Defendants argue Plaintiffs' investment management expenses allegations should be dismissed because Plaintiffs fail to allege injury, and therefore lack Article III standing. (See id. at 15-23.) If a plaintiff does not have standing, the matter before the court is not a "case or controversy," as required by Article III of the Constitution of the United States for subject matter to exist. See Finlator v. Powers, 902 F.2d 1158, 1160 (4th Cir. 1990).

To have standing, Plaintiffs must show they have suffered an injury-in-fact. See Lujan v. Defs. of Wildlife, 504 U.S. 555, 560, 112 S.Ct. 2130, 119 L.Ed.2d 351 (1992); David v. Alphin, 704 F.3d 327, 333 (4th Cir. 2013). To establish Defendants' liability for breach of the fiduciary duty of prudence by incurring excessive investment management fees, Plaintiffs must show: "(1) the Plan was an employee benefit plan under ERISA; (2) the Defendants were fiduciaries of the Plan; and (3) the Defendants breached their duties under ERISA, resulting in losses to the Plan." Acosta v. Calderon, Civil Action No. ADC-16-0964, 2017 WL 4011962, at *4 (D. Md. Sept. 11, 2017).

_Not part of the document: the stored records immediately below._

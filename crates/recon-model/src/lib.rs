//! Data model for reconciling documented columns against physical warehouse columns.
//!
//! The types here are shared by the reconciliation engine (`recon-map`), the
//! file-backed collaborators (`recon-ingest`) and the CLI.

pub mod documented;
pub mod error;
pub mod mapping;
pub mod physical;

pub use documented::{DocumentedColumn, DocumentedPage};
pub use error::{ModelError, Result};
pub use mapping::{MappingKey, MappingRecord, MappingScope, MappingStatus, MatchStrategy};
pub use physical::{DefinitionSnapshot, ObjectKind, PhysicalColumn, PhysicalTarget};
#[test]
fn exact_match_note_describes_documented_column() {
    let mut world = World::security_master(&["CUSIP"]);
    world.pages[0].columns[0] = DocumentedColumn::new("security_master", "CUSIP")
        .with_source_field("CUSIP_ID")
        .with_type("varchar(9)")
        .with_definition("Nine character security identifier");
    let types = UppercaseTypes;
    let collaborators = Collaborators {
        types: Some(&types),
        ..world.collaborators()
    };

    let mut store = InMemoryMappingStore::new();
    ReconciliationEngine::new(default_config(), collaborators)
        .run(&mut store, &FixedClock(at(1)))
        .unwrap();

    insta::assert_snapshot!(
        record(&store, "CUSIP").notes,
        @"Auto-mapped: Exact match for 'CUSIP' to 'CUSIP' (100%). Documented source: security_master.CUSIP_ID, documented type: varchar(9) (resolves to VARCHAR(9)), physical type: VARCHAR(9), definition: Nine character security identifier."
    );
}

Defendants attempt to show Plaintiffs have suffered no injury in investment management expenses through several exhibits, including the R5 and R6 classes' prospectus and the Plan's services agreement. (Defs.' Br. (Doc. 22) at 16-17.) Defendants also argue Plaintiffs cannot show injury by comparing "the American Funds TDF's investment management expenses" to the "median or average expenses for funds in other plans." (Id. at 18-19 (internal quotation marks omitted).) These documents relied on by Defendants in challenging Plaintiffs' standing will likely be relevant to proving whether Plaintiffs in fact received a loss through investment in the R5 class over the R6 class. Thus, whether Plaintiffs suffered an injury-in-fact is intertwined with the merits of Plaintiffs' breach of the fiduciary duty of prudence claim; if, as Defendants contend, "Plaintiffs did not pay more by investing in the R5 share class," (Defs.' Br. (Doc. 22) at 15), then Plaintiffs also cannot satisfy an element of their breach of fiduciary duty of prudence claim as related to investment management expenses. Because the issue of whether Plaintiffs paid more by investing in the R5 share class over the R6 share class is determinative of both jurisdiction and the underlying merits of the breach of fiduciary duty of prudence claim, dismissal under Rule 12(b)(1) is inappropriate. See Kerns, 585 F.3d at 195; Bell v. Hood, 327 U.S. 678, 682, 66 S.Ct. 773, 90 L.Ed. 939 (1946); Vuyyuru, 555 F.3d at 348.

This court finds Plaintiffs should be afforded an opportunity to conduct discovery on the intertwined issue of whether Plaintiffs suffered a loss by investing in the R5 versus the R6 share class. "[D]efendant[s] ha[ve] challenged not only the court's jurisdiction but also the existence of the plaintiff's cause of action." Kerns, 585 F.3d at 193. Notably, Defendants do not challenge the plausibility of Plaintiffs' investment management expenses allegations under Rule 12(b)(6). (See Defs.' Br. (Doc. 22) at 15-23.) Accordingly, the parties may move forward with discovery on not only the jurisdictional issue but the underlying claim as well.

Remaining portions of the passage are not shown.